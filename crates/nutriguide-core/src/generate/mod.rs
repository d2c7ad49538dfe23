//! Plan, guidelines and tips generation: prompt construction, output
//! schemas, and response validation.

pub mod generator;
pub mod parse;
pub mod prompt;
pub mod schema;

pub use generator::Generator;
pub use parse::{parse_guidelines, parse_meal_plan, parse_tips};
pub use prompt::{PLAN_DAYS, TIP_COUNT, guidelines_prompt, meal_plan_prompt, tips_prompt};
pub use schema::{guidelines_schema, meal_plan_schema, tips_schema};
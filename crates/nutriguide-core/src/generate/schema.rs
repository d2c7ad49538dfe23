//! Output schemas declared to the generation service.
//!
//! Written in the OpenAPI subset the service understands (`ARRAY`, `OBJECT`,
//! `STRING`, `NUMBER`). Field names match the camelCase storage format, so a
//! conforming answer deserializes straight into the store models.

use serde_json::{Value, json};

use nutriguide_store::models::TipCategory;

fn string_list() -> Value {
    json!({ "type": "ARRAY", "items": { "type": "STRING" } })
}

fn meal_schema() -> Value {
    json!({
        "type": "OBJECT",
        "properties": {
            "name": { "type": "STRING" },
            "ingredients": string_list(),
            "instructions": { "type": "STRING" },
            "calories": { "type": "NUMBER" },
            "protein": { "type": "NUMBER" },
            "carbs": { "type": "NUMBER" },
            "fat": { "type": "NUMBER" },
        },
        "required": ["name", "ingredients", "instructions", "calories", "protein", "carbs", "fat"],
    })
}

/// Array of daily plans, each with four meals and a calorie total.
pub fn meal_plan_schema() -> Value {
    json!({
        "type": "ARRAY",
        "items": {
            "type": "OBJECT",
            "properties": {
                "day": { "type": "STRING" },
                "breakfast": meal_schema(),
                "lunch": meal_schema(),
                "dinner": meal_schema(),
                "snack": meal_schema(),
                "totalCalories": { "type": "NUMBER" },
            },
            "required": ["day", "breakfast", "lunch", "dinner", "snack", "totalCalories"],
        },
    })
}

/// Calorie target, macro targets and food lists.
pub fn guidelines_schema() -> Value {
    json!({
        "type": "OBJECT",
        "properties": {
            "dailyCalories": { "type": "NUMBER" },
            "macros": {
                "type": "OBJECT",
                "properties": {
                    "protein": { "type": "NUMBER" },
                    "carbs": { "type": "NUMBER" },
                    "fat": { "type": "NUMBER" },
                },
                "required": ["protein", "carbs", "fat"],
            },
            "keyTips": string_list(),
            "recommendedFoods": string_list(),
            "avoidFoods": string_list(),
        },
        "required": ["dailyCalories", "macros", "keyTips", "recommendedFoods", "avoidFoods"],
    })
}

/// Array of tips with a closed category set.
pub fn tips_schema() -> Value {
    let categories: Vec<String> = TipCategory::ALL.iter().map(|c| c.to_string()).collect();
    json!({
        "type": "ARRAY",
        "items": {
            "type": "OBJECT",
            "properties": {
                "title": { "type": "STRING" },
                "content": { "type": "STRING" },
                "category": { "type": "STRING", "format": "enum", "enum": categories },
            },
            "required": ["title", "content", "category"],
        },
    })
}

#[cfg(test)]
mod tests {
    use super::*;

    fn required(schema: &Value) -> Vec<&str> {
        schema["required"]
            .as_array()
            .unwrap()
            .iter()
            .map(|v| v.as_str().unwrap())
            .collect()
    }

    #[test]
    fn every_meal_slot_shares_the_meal_schema() {
        let schema = meal_plan_schema();
        let day = &schema["items"];
        for slot in ["breakfast", "lunch", "dinner", "snack"] {
            assert_eq!(day["properties"][slot], meal_schema(), "slot {slot}");
        }
        assert_eq!(
            required(day),
            vec!["day", "breakfast", "lunch", "dinner", "snack", "totalCalories"]
        );
    }

    #[test]
    fn required_fields_are_all_declared() {
        for schema in [meal_schema(), guidelines_schema(), tips_schema()["items"].clone()] {
            for field in required(&schema) {
                assert!(
                    schema["properties"].get(field).is_some(),
                    "required field {field} not declared"
                );
            }
        }
    }

    #[test]
    fn tip_category_is_a_closed_enum() {
        let schema = tips_schema();
        let values = schema["items"]["properties"]["category"]["enum"]
            .as_array()
            .unwrap()
            .len();
        assert_eq!(values, TipCategory::ALL.len());
    }
}
use std::collections::HashMap;
use std::sync::Mutex;

use async_trait::async_trait;

use nutriguide_core::provider::{
    GenerationError, GenerationRequest, GenerationService, RequestKind,
};

use crate::fixtures;

/// How the mock answers one request kind.
#[derive(Debug, Clone)]
pub enum MockReply {
    /// Return this text as the model output.
    Text(String),
    /// Fail with [`GenerationError::Transport`].
    Transport(String),
    /// Fail with [`GenerationError::Api`].
    Api { status: u16, message: String },
    /// Never answer. Pair with a cancellation token.
    Hang,
}

/// Scripted generation service.
///
/// Answers from a per-kind reply table and records every request it sees,
/// including ones that hang or fail.
pub struct MockGenerationService {
    replies: Mutex<HashMap<RequestKind, MockReply>>,
    requests: Mutex<Vec<GenerationRequest>>,
}

impl MockGenerationService {
    /// No replies configured: every kind fails with a transport error.
    pub fn empty() -> Self {
        Self {
            replies: Mutex::new(HashMap::new()),
            requests: Mutex::new(Vec::new()),
        }
    }

    /// Valid fixture payloads for every kind.
    pub fn healthy() -> Self {
        Self::empty()
            .with_reply(RequestKind::MealPlan, MockReply::Text(fixtures::meal_plan_json()))
            .with_reply(RequestKind::Guidelines, MockReply::Text(fixtures::guidelines_json()))
            .with_reply(RequestKind::Tips, MockReply::Text(fixtures::tips_json()))
    }

    pub fn with_reply(self, kind: RequestKind, reply: MockReply) -> Self {
        self.set_reply(kind, reply);
        self
    }

    /// Change the reply for `kind` after construction.
    pub fn set_reply(&self, kind: RequestKind, reply: MockReply) {
        self.replies
            .lock()
            .unwrap_or_else(|e| e.into_inner())
            .insert(kind, reply);
    }

    /// Every request received so far, in arrival order.
    pub fn requests(&self) -> Vec<GenerationRequest> {
        self.requests
            .lock()
            .unwrap_or_else(|e| e.into_inner())
            .clone()
    }

    pub fn call_count(&self) -> usize {
        self.requests.lock().unwrap_or_else(|e| e.into_inner()).len()
    }

    pub fn count_for(&self, kind: RequestKind) -> usize {
        self.requests
            .lock()
            .unwrap_or_else(|e| e.into_inner())
            .iter()
            .filter(|r| r.kind == kind)
            .count()
    }

    /// The most recent prompt sent for `kind`.
    pub fn last_prompt(&self, kind: RequestKind) -> Option<String> {
        self.requests
            .lock()
            .unwrap_or_else(|e| e.into_inner())
            .iter()
            .rev()
            .find(|r| r.kind == kind)
            .map(|r| r.prompt.clone())
    }
}

#[async_trait]
impl GenerationService for MockGenerationService {
    fn name(&self) -> &str {
        "mock"
    }

    async fn generate(&self, request: &GenerationRequest) -> Result<String, GenerationError> {
        self.requests
            .lock()
            .unwrap_or_else(|e| e.into_inner())
            .push(request.clone());

        let reply = self
            .replies
            .lock()
            .unwrap_or_else(|e| e.into_inner())
            .get(&request.kind)
            .cloned();

        match reply {
            Some(MockReply::Text(text)) => Ok(text),
            Some(MockReply::Transport(message)) => Err(GenerationError::Transport(message)),
            Some(MockReply::Api { status, message }) => {
                Err(GenerationError::Api { status, message })
            }
            Some(MockReply::Hang) => std::future::pending().await,
            None => Err(GenerationError::Transport(format!(
                "no mock reply for {}",
                request.kind
            ))),
        }
    }
}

— Required work —
Search the listing above for the string "replies". Copy every line that contains it.

— Output —
    replies: Mutex<HashMap<RequestKind, MockReply>>,
    /// No replies configured: every kind fails with a transport error.
            replies: Mutex::new(HashMap::new()),
        self.replies
            .replies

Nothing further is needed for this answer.